His expression lightened. "What about Ginevra?"
I frowned.
He tried again. "Molly?"
"No…neither of those names can sum up the gloriousness that is…"
He looked a bit hurt, but then stared back at our daughter and nodded, clutching her a bit tighter.
"…Mystic."
"Mystic." He tried. "Mystic Weasley." He smiled. "Can I call her Missy?"
I grinned at his acceptance, but frowned when the doctor walked in.
"Alright, Dad. Mommy needs her rest. You can come back tomorrow at seven a.m." With a smile, he turned and left the room so that we could say our goodbyes. Charlie made a face at his back, and I laughed.

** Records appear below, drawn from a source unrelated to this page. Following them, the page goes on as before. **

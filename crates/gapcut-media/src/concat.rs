//! Joining encoded segments with FFmpeg's concat demuxer.
//!
//! Segments arrive as independent files in the run directory; the
//! demuxer reads them from a manifest listing one `file` directive per
//! part, in keep-interval order.

use std::path::Path;

use thiserror::Error;
use tokio::sync::watch;
use tracing::{debug, info, warn};

use gapcut_models::{EncoderProfile, EncoderTier, Segment};

use crate::command::{FfmpegCommand, FfmpegRunner};
use crate::cutter::encode_with_fallback;
use crate::error::{MediaError, MediaResult};
use crate::progress::ProgressSender;

/// Manifest file name inside the run directory.
pub const MANIFEST_FILE_NAME: &str = "concat_manifest.txt";

/// Errors from segment concatenation.
#[derive(Debug, Error)]
pub enum ConcatError {
    #[error("No valid segments to concatenate")]
    NoValidSegments,

    #[error(transparent)]
    Media(#[from] MediaError),

    #[error("Failed to write concat manifest: {0}")]
    Io(#[from] std::io::Error),
}

/// Join segments into `output`, re-encoding with `profile` and falling
/// back to software once if the hardware pass fails.
///
/// Segments whose file is missing or empty are skipped; if none remain
/// the function returns [`ConcatError::NoValidSegments`] without
/// touching FFmpeg. The manifest is removed after the attempt whether
/// it succeeded or not. Returns the tier that produced the output.
pub async fn concat_segments(
    segments: &[Segment],
    profile: &EncoderProfile,
    run_dir: &Path,
    output: &Path,
    timeout_secs: Option<u64>,
    cancel_rx: Option<watch::Receiver<bool>>,
    progress: &ProgressSender,
) -> Result<EncoderTier, ConcatError> {
    let valid = validate_segments(segments).await;
    if valid.is_empty() {
        return Err(ConcatError::NoValidSegments);
    }
    if valid.len() < segments.len() {
        warn!(
            encoded = segments.len(),
            usable = valid.len(),
            "Some segment files are unusable, concatenating the rest"
        );
    }

    progress.concatenating(valid.len());

    let manifest_path = run_dir.join(MANIFEST_FILE_NAME);
    tokio::fs::write(&manifest_path, build_manifest(&valid)).await?;

    if let Some(parent) = output.parent() {
        if !parent.as_os_str().is_empty() {
            tokio::fs::create_dir_all(parent).await?;
        }
    }

    let result = encode_with_fallback(profile, |attempt_profile| {
        let cancel_rx = cancel_rx.clone();
        let manifest_path = manifest_path.clone();
        async move {
            run_concat(
                &manifest_path,
                &attempt_profile,
                output,
                cancel_rx,
                timeout_secs,
            )
            .await
        }
    })
    .await;

    if let Err(e) = tokio::fs::remove_file(&manifest_path).await {
        warn!(
            path = %manifest_path.display(),
            error = %e,
            "Failed to remove concat manifest"
        );
    }

    let tier = result?;
    info!(
        segments = valid.len(),
        tier = %tier,
        output = %output.display(),
        "Concatenation complete"
    );
    Ok(tier)
}

/// One concat attempt with one profile.
async fn run_concat(
    manifest: &Path,
    profile: &EncoderProfile,
    output: &Path,
    cancel_rx: Option<watch::Receiver<bool>>,
    timeout_secs: Option<u64>,
) -> MediaResult<()> {
    let command = FfmpegCommand::new(manifest, output)
        .input_args(["-f", "concat", "-safe", "0"])
        .output_args(profile.quality_args())
        .output_args(["-movflags", "+faststart"]);

    let mut runner = FfmpegRunner::new();
    if let Some(rx) = cancel_rx {
        runner = runner.with_cancel(rx);
    }
    if let Some(secs) = timeout_secs {
        runner = runner.with_timeout(secs);
    }

    debug!(
        encoder = %profile.label,
        output = %output.display(),
        "Joining segments"
    );
    runner.run(&command).await
}

/// Render the manifest body, one `file` directive per segment.
pub fn build_manifest(segments: &[Segment]) -> String {
    let mut manifest = String::new();
    for segment in segments {
        manifest.push_str("file '");
        manifest.push_str(&escape_manifest_path(&segment.path));
        manifest.push_str("'\n");
    }
    manifest
}

/// Escape a path for a single-quoted `file` directive. An embedded
/// quote closes the string, emits an escaped quote and reopens it.
fn escape_manifest_path(path: &Path) -> String {
    path.to_string_lossy().replace('\'', "'\\''")
}

/// Drop segments whose file is missing or empty, restoring index order.
async fn validate_segments(segments: &[Segment]) -> Vec<Segment> {
    let mut valid = Vec::with_capacity(segments.len());
    for segment in segments {
        match tokio::fs::metadata(&segment.path).await {
            Ok(meta) if meta.len() > 0 => valid.push(segment.clone()),
            Ok(_) => warn!(
                index = segment.index,
                path = %segment.path.display(),
                "Segment file is empty, skipping"
            ),
            Err(e) => warn!(
                index = segment.index,
                path = %segment.path.display(),
                error = %e,
                "Segment file is unreadable, skipping"
            ),
        }
    }
    valid.sort_by_key(|s| s.index);
    valid
}
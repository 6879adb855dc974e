//! Time intervals in source seconds and keep-interval computation.
//!
//! Silence detection produces intervals of quiet audio; the complement of
//! those intervals against the source duration is the list of spans worth
//! keeping. Both sides of that computation live here so the cutter and the
//! concatenator can share one validated representation.

use serde::{Deserialize, Serialize};
use thiserror::Error;

/// Spans shorter than this are treated as empty and never produce a
/// keep interval or a segment.
pub const MIN_SPAN_SECS: f64 = 0.001;

/// Half-open time interval `[start, end)` in source seconds.
#[derive(Debug, Clone, Copy, PartialEq, Serialize, Deserialize)]
pub struct Interval {
    /// Start time in seconds from the beginning of the source.
    pub start_secs: f64,
    /// End time in seconds, strictly greater than `start_secs`.
    pub end_secs: f64,
}

/// Interval validation error.
#[derive(Debug, Clone, PartialEq, Error)]
pub enum IntervalError {
    /// One or both bounds are NaN or infinite
    #[error("interval bounds must be finite (got {start}..{end})")]
    NonFinite { start: f64, end: f64 },
    /// Start time is negative
    #[error("interval start cannot be negative (got {0})")]
    NegativeStart(f64),
    /// Start time is not strictly before end time
    #[error("interval start ({start}) must be before end ({end})")]
    StartNotBeforeEnd { start: f64, end: f64 },
}

impl Interval {
    /// Create a validated interval.
    pub fn new(start_secs: f64, end_secs: f64) -> Result<Self, IntervalError> {
        if !start_secs.is_finite() || !end_secs.is_finite() {
            return Err(IntervalError::NonFinite {
                start: start_secs,
                end: end_secs,
            });
        }
        if start_secs < 0.0 {
            return Err(IntervalError::NegativeStart(start_secs));
        }
        if start_secs >= end_secs {
            return Err(IntervalError::StartNotBeforeEnd {
                start: start_secs,
                end: end_secs,
            });
        }
        Ok(Self {
            start_secs,
            end_secs,
        })
    }

    /// Interval length in seconds.
    pub fn duration_secs(&self) -> f64 {
        self.end_secs - self.start_secs
    }
}

impl std::fmt::Display for Interval {
    fn fmt(&self, f: &mut std::fmt::Formatter<'_>) -> std::fmt::Result {
        write!(f, "{:.3}s..{:.3}s", self.start_secs, self.end_secs)
    }
}

/// Compute the keep intervals: the complement of `silences` against
/// `[0, duration_secs)`.
///
/// The input does not need to be sorted or disjoint; silences are sorted,
/// clamped to the source range and merged before the complement is taken.
/// Spans shorter than [`MIN_SPAN_SECS`] are dropped on both sides. The
/// result is sorted, non-overlapping and strictly increasing.
///
/// Returns an empty vector when silence covers the entire source; returns
/// a single `[0, duration)` interval when `silences` is empty.
pub fn keep_intervals(silences: &[Interval], duration_secs: f64) -> Vec<Interval> {
    if duration_secs <= MIN_SPAN_SECS {
        return Vec::new();
    }

    // Clamp to the source range, then sort and merge overlapping input.
    let mut clamped: Vec<(f64, f64)> = silences
        .iter()
        .filter(|s| s.start_secs < duration_secs && s.end_secs > 0.0)
        .map(|s| (s.start_secs.max(0.0), s.end_secs.min(duration_secs)))
        .filter(|(start, end)| end - start > 0.0)
        .collect();
    clamped.sort_by(|a, b| a.0.total_cmp(&b.0));

    let mut merged: Vec<(f64, f64)> = Vec::with_capacity(clamped.len());
    for (start, end) in clamped {
        match merged.last_mut() {
            Some((_, prev_end)) if start <= *prev_end => {
                *prev_end = prev_end.max(end);
            }
            _ => merged.push((start, end)),
        }
    }

    let mut keeps = Vec::with_capacity(merged.len() + 1);
    let mut cursor = 0.0_f64;
    for (start, end) in merged {
        if start - cursor > MIN_SPAN_SECS {
            keeps.push(Interval {
                start_secs: cursor,
                end_secs: start,
            });
        }
        cursor = cursor.max(end);
    }
    if duration_secs - cursor > MIN_SPAN_SECS {
        keeps.push(Interval {
            start_secs: cursor,
            end_secs: duration_secs,
        });
    }

    keeps
}
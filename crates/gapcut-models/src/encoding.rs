//! Encoder tiers and quality profiles.
//!
//! A profile pairs an FFmpeg codec name with the tier it belongs to and a
//! vendor display label. The label is presentation-only; everything in the
//! pipeline branches on [`EncoderTier`].

use serde::{Deserialize, Serialize};

/// Software H.264 encoder, always available.
pub const SOFTWARE_VIDEO_CODEC: &str = "libx264";
/// NVIDIA NVENC H.264 encoder.
pub const NVENC_VIDEO_CODEC: &str = "h264_nvenc";
/// AMD AMF H.264 encoder.
pub const AMF_VIDEO_CODEC: &str = "h264_amf";
/// Intel Quick Sync H.264 encoder.
pub const QSV_VIDEO_CODEC: &str = "h264_qsv";

/// Hardware codecs in resolution priority order.
pub const HARDWARE_CODEC_PRIORITY: &[&str] =
    &[NVENC_VIDEO_CODEC, AMF_VIDEO_CODEC, QSV_VIDEO_CODEC];

/// Audio codec used by every profile
pub const DEFAULT_AUDIO_CODEC: &str = "aac";
/// Encoding preset shared by both tiers
pub const DEFAULT_PRESET: &str = "slow";
/// Quantization target for hardware encodes
pub const HARDWARE_CQ: u8 = 19;
/// Constant Rate Factor for software encodes
pub const SOFTWARE_CRF: u8 = 16;
/// Encoder thread cap, keeps one encode from saturating the host
pub const ENCODER_THREADS: u8 = 2;

/// Encoder tier.
#[derive(Debug, Clone, Copy, PartialEq, Eq, Hash, Serialize, Deserialize)]
#[serde(rename_all = "snake_case")]
pub enum EncoderTier {
    /// GPU-accelerated encoder (NVENC, AMF or QSV)
    Hardware,
    /// CPU encoder (libx264), the universal fallback
    Software,
}

impl EncoderTier {
    /// Returns the tier name as a string.
    pub fn as_str(&self) -> &'static str {
        match self {
            EncoderTier::Hardware => "hardware",
            EncoderTier::Software => "software",
        }
    }
}

impl std::fmt::Display for EncoderTier {
    fn fmt(&self, f: &mut std::fmt::Formatter<'_>) -> std::fmt::Result {
        f.write_str(self.as_str())
    }
}

/// Resolved encoder selection.
#[derive(Debug, Clone, PartialEq, Serialize, Deserialize)]
pub struct EncoderProfile {
    /// FFmpeg video codec name (e.g. "h264_nvenc", "libx264")
    pub video_codec: String,
    /// FFmpeg audio codec name
    pub audio_codec: String,
    /// Vendor display label (e.g. "NVIDIA NVENC H.264"), presentation-only
    pub label: String,
    /// Tier the codec belongs to
    pub tier: EncoderTier,
}

impl EncoderProfile {
    /// The guaranteed software fallback profile (libx264/aac).
    pub fn software() -> Self {
        Self {
            video_codec: SOFTWARE_VIDEO_CODEC.to_string(),
            audio_codec: DEFAULT_AUDIO_CODEC.to_string(),
            label: "CPU (libx264)".to_string(),
            tier: EncoderTier::Software,
        }
    }

    /// Profile for a probed video codec name. Unknown codecs map to the
    /// software profile so resolution can never produce an unusable result.
    pub fn for_video_codec(codec: &str) -> Self {
        let (label, tier) = match codec {
            NVENC_VIDEO_CODEC => ("NVIDIA NVENC H.264", EncoderTier::Hardware),
            AMF_VIDEO_CODEC => ("AMD AMF H.264", EncoderTier::Hardware),
            QSV_VIDEO_CODEC => ("Intel Quick Sync Video", EncoderTier::Hardware),
            _ => return Self::software(),
        };
        Self {
            video_codec: codec.to_string(),
            audio_codec: DEFAULT_AUDIO_CODEC.to_string(),
            label: label.to_string(),
            tier,
        }
    }

    /// Whether this profile already is the software fallback.
    pub fn is_software(&self) -> bool {
        self.tier == EncoderTier::Software
    }

    /// Render the fixed quality settings as FFmpeg output arguments.
    pub fn quality_args(&self) -> Vec<String> {
        let mut args = vec!["-c:v".to_string(), self.video_codec.clone()];

        match self.tier {
            EncoderTier::Hardware => {
                // Hardware encoders take a rate-control mode plus a
                // quantization target; the bitrate bounds stop VBR spikes.
                args.extend_from_slice(&[
                    "-rc".to_string(),
                    "vbr_hq".to_string(),
                    "-cq".to_string(),
                    HARDWARE_CQ.to_string(),
                    "-preset".to_string(),
                    DEFAULT_PRESET.to_string(),
                    "-bf".to_string(),
                    "2".to_string(),
                    "-g".to_string(),
                    "60".to_string(),
                    "-maxrate".to_string(),
                    "50M".to_string(),
                    "-bufsize".to_string(),
                    "25M".to_string(),
                ]);
            }
            EncoderTier::Software => {
                args.extend_from_slice(&[
                    "-preset".to_string(),
                    DEFAULT_PRESET.to_string(),
                    "-crf".to_string(),
                    SOFTWARE_CRF.to_string(),
                    "-bf".to_string(),
                    "2".to_string(),
                    "-g".to_string(),
                    "60".to_string(),
                ]);
            }
        }

        args.extend_from_slice(&[
            "-c:a".to_string(),
            self.audio_codec.clone(),
            "-threads".to_string(),
            ENCODER_THREADS.to_string(),
        ]);

        args
    }
}

#[cfg(test)]
mod tests {
    use super::*;

    #[test]
    fn test_software_profile() {
        let profile = EncoderProfile::software();
        assert_eq!(profile.video_codec, "libx264");
        assert_eq!(profile.audio_codec, "aac");
        assert_eq!(profile.tier, EncoderTier::Software);
        assert!(profile.is_software());
    }

    #[test]
    fn test_software_quality_args() {
        let args = EncoderProfile::software().quality_args();
        assert!(args.contains(&"-crf".to_string()));
        assert!(args.contains(&"16".to_string()));
        assert!(args.contains(&"-preset".to_string()));
        assert!(!args.contains(&"-cq".to_string()));
        assert!(!args.contains(&"-maxrate".to_string()));
    }

    #[test]
    fn test_hardware_quality_args() {
        let profile = EncoderProfile::for_video_codec(NVENC_VIDEO_CODEC);
        assert_eq!(profile.tier, EncoderTier::Hardware);
        let args = profile.quality_args();
        assert!(args.contains(&"h264_nvenc".to_string()));
        assert!(args.contains(&"-cq".to_string()));
        assert!(args.contains(&"19".to_string()));
        assert!(args.contains(&"-maxrate".to_string()));
        assert!(!args.contains(&"-crf".to_string()));
    }

    #[test]
    fn test_audio_and_thread_args_on_both_tiers() {
        for profile in [
            EncoderProfile::software(),
            EncoderProfile::for_video_codec(QSV_VIDEO_CODEC),
        ] {
            let args = profile.quality_args();
            assert!(args.contains(&"-c:a".to_string()));
            assert!(args.contains(&"aac".to_string()));
            assert!(args.contains(&"-threads".to_string()));
        }
    }

    #[test]
    fn test_vendor_labels() {
        assert_eq!(
            EncoderProfile::for_video_codec("h264_nvenc").label,
            "NVIDIA NVENC H.264"
        );
        assert_eq!(
            EncoderProfile::for_video_codec("h264_amf").label,
            "AMD AMF H.264"
        );
        assert_eq!(
            EncoderProfile::for_video_codec("h264_qsv").label,
            "Intel Quick Sync Video"
        );
        assert_eq!(EncoderProfile::software().label, "CPU (libx264)");
    }

    #[test]
    fn test_unknown_codec_falls_back_to_software() {
        let profile = EncoderProfile::for_video_codec("hevc_videotoolbox");
        assert!(profile.is_software());
        assert_eq!(profile.video_codec, "libx264");
    }

    #[test]
    fn test_tier_serialization() {
        let json = serde_json::to_string(&EncoderTier::Hardware).unwrap();
        assert_eq!(json, "\"hardware\"");
        let parsed: EncoderTier = serde_json::from_str("\"software\"").unwrap();
        assert_eq!(parsed, EncoderTier::Software);
    }
}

"Dad." He said. "It sounds so…" He searched for the word.
"Right." I finished for him.
He smiled and handed me Mystic. He kissed both of us softly on our foreheads and looked back once more at us at the door.
"Drive carefully." I said, for the streets of New York City, even this late, could kill.
He smiled one more time. God, he was so happy that night.
"I love you, Gypsy."
I laughed. There was my chance and I laughed. "Gosh, Charlie, didn't you hear the doctor? I need my rest." I said sarcastically.
He made a show of walking very slowly, and blew me one more kiss from the door. I laughed at his antics, and then he was gone.